Rebelote pour « le Prof »

Publié le 29 novembre 2004 Lecture : 3 minutes.

Comment parler de John Evans Atta Mills sans évoquer Jerry John Rawlings ? Comment faire son portrait sans le comparer à celui qui fut son patron et son mentor ? Le candidat que le National Democratic Party (NDC) va présenter à l’élection présidentielle du 7 décembre passe pour poli, souriant, calme, voire effacé. Des qualificatifs qui viennent également à l’esprit quand on évoque John Agyekum Kufuor, le président sortant. Pourtant, depuis le début de la campagne électorale, celui que la plupart de ses compatriotes appellent « le Prof » et son adversaire, tous deux réputés modérés, ne cessent d’en découdre à travers
meetings et colonnes de journaux.
La bataille est d’autant plus rude que c’est la troisième fois que les deux hommes se retrouvent face à face. En 1996, Atta Mills avait gagné la partie aux côtés de Rawlings. En 2000, c’est le New Patriotic Party (NPP) de Kufuor qui avait remporté la mise. Aujourd’hui, la balle est au centre et la « belle » de décembre constitue un enjeu de taille pour le Prof. S’il peut à demi-mots se prévaloir du souvenir omniprésent qu’a laissé Rawlings et de l’aura du NDC, il aura du mal à tenir la dragée haute à Kufuor soutenu par l’ethnie la plus puissante du pays, les Ashantis.

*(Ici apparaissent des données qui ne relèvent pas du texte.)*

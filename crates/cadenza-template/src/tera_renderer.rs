//! Tera-backed renderer
//!
//! HTML templates (`.html`, `.htm`, `.xml`) are auto-escaped by Tera.

use crate::{ERROR_PAGE_TEMPLATE, TemplateError, TemplateRenderer};
use serde_json::Value;
use std::error::Error as StdError;
use tera::{Context, ErrorKind, Tera};

const ERROR_PAGE_SOURCE: &str = include_str!("../templates/error.html");

/// Renderer delegating to a [`Tera`] instance
///
/// Every instance knows [`ERROR_PAGE_TEMPLATE`]. Application templates can be
/// loaded from a glob or added one by one; a template registered under the
/// same name replaces the built-in page.
#[derive(Debug)]
pub struct TeraRenderer {
	tera: Tera,
}

impl TeraRenderer {
	/// Renderer holding only the built-in templates
	pub fn new() -> Result<Self, TemplateError> {
		Self::with_tera(Tera::default())
	}

	/// Renderer loading every template matched by `glob`
	///
	/// # Examples
	///
	/// ```no_run
	/// use cadenza_template::{TeraRenderer, TemplateRenderer};
	///
	/// let renderer = TeraRenderer::from_glob("templates/**/*.html").unwrap();
	/// assert!(renderer.has_template("@cadenza/http/error.html"));
	/// ```
	pub fn from_glob(glob: &str) -> Result<Self, TemplateError> {
		let tera = Tera::new(glob).map_err(|e| TemplateError::Load(describe(&e)))?;
		tracing::debug!(glob, templates = tera.get_template_names().count(), "templates loaded");
		Self::with_tera(tera)
	}

	/// Wrap an existing Tera instance, adding the built-in templates it lacks
	pub fn with_tera(mut tera: Tera) -> Result<Self, TemplateError> {
		if !tera.get_template_names().any(|name| name == ERROR_PAGE_TEMPLATE) {
			tera.add_raw_template(ERROR_PAGE_TEMPLATE, ERROR_PAGE_SOURCE)
				.map_err(|e| TemplateError::Load(describe(&e)))?;
		}
		Ok(Self { tera })
	}

	/// Register a template from source
	pub fn add_raw_template(&mut self, name: &str, source: &str) -> Result<(), TemplateError> {
		self.tera
			.add_raw_template(name, source)
			.map_err(|e| TemplateError::Load(describe(&e)))
	}

	/// Names of every registered template, sorted
	pub fn template_names(&self) -> Vec<&str> {
		let mut names: Vec<&str> = self.tera.get_template_names().collect();
		names.sort_unstable();
		names
	}
}

impl TemplateRenderer for TeraRenderer {
	fn render(&self, name: &str, context: &Value) -> Result<String, TemplateError> {
		let context = match context {
			Value::Null => Context::new(),
			value => Context::from_value(value.clone())
				.map_err(|e| TemplateError::Context(describe(&e)))?,
		};

		self.tera.render(name, &context).map_err(|e| match &e.kind {
			ErrorKind::TemplateNotFound(missing) => TemplateError::NotFound(missing.clone()),
			_ => TemplateError::Render {
				name: name.to_string(),
				message: describe(&e),
			},
		})
	}

	fn has_template(&self, name: &str) -> bool {
		self.tera.get_template_names().any(|known| known == name)
	}
}

// Tera keeps the useful part of a failure in the source chain.
fn describe(error: &tera::Error) -> String {
	let mut message = error.to_string();
	let mut cause = error.source();
	while let Some(current) = cause {
		message.push_str(": ");
		message.push_str(&current.to_string());
		cause = current.source();
	}
	message
}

John Evans Atta Mills, le Fanti, est né le 21 juillet 1944 dans la région centrale, aux abords de Cape Coast, et a grandi au sein de la célèbre école Achimota d’Accra. Des études secondaires suivies d’un cursus universitaire exemplaire : diplôme de droit à l’université du Ghana, à Legon, études à la prestigieuse London School of Economics, dans les années 1970, puis à l’université de Londres, où il se spécialise sur l’Afrique orientale, et, enfin, bourse Fulbright à Stanford, en Californie. Après huit ans passés sur les bancs de la fac, il franchit la barrière et enseigne le droit jusqu’en 1986. Il finit par rejoindre l’administration comme commissaire à la direction du revenu. Mais ce n’est qu’en 1996 qu’il se lance véritablement dans l’arène politique. Jerry Rawlings le choisit pour mener campagne à ses côtés. En 1997, il devient vice-président.
Habitué des amphithéâtres (Atta Mills ne doit pas au hasard son surnom de « Prof »), il n’en sort que pour faire peut-être à son corps défendant ses premiers pas politiques dans l’ombre de Rawlings. La stature imposante et haute en couleurs de l’ancien chef de l’État (voir p. 48) vaudra au tiède Atta Mills maintes railleries chez ses compatriotes. En décembre 2002, le candidat du NDC est ainsi dépeint en petit caniche à la une du Statesman, un journal progouvernemental. Il n’en assoit pas moins sa légitimité en obtenant une écrasante majorité à l’issue du congrès du NDC où l’élection du candidat à la présidentielle se tenait une première à bulletins secrets. Ou presque, car Rawlings, de son piédestal, surplombait l’isoloir.
Aujourd’hui, son illustre prédécesseur est autant un atout de poids pour lui qu’une épine dans le pied. Les déclarations à l’emporte-pièce et les méthodes agressives de l’ancien président, même s’il reste populaire au sein de certaines couches défavorisées et rurales du Ghana, trouvent de moins en moins d’échos au sein d’une population davantage préoccupée par le prix de l’essence et de l’électricité que par les appels à la révolution. Atta Mills saura-t-il la rallier à son manifeste ? « Pour un Ghana meilleur » stigmatise la corruption des fonctionnaires, la hausse des frais scolaires et des taxes à la consommation.
Saura-t-il trouver sa place de leader entre le « gentil géant » Kufuor et l’encombrant
« Jesus Rawlings »? En tout cas, il ne peut pas compter sur celui qu’il a désigné comme numéro deux pour l’y aider. Victime d’un accident de voiture qui l’a contraint à une longue convalescence, Alhaji Muhammad Mumuni a laissé John Atta Mills seul en première ligne. Pour le meilleur ou pour le pire.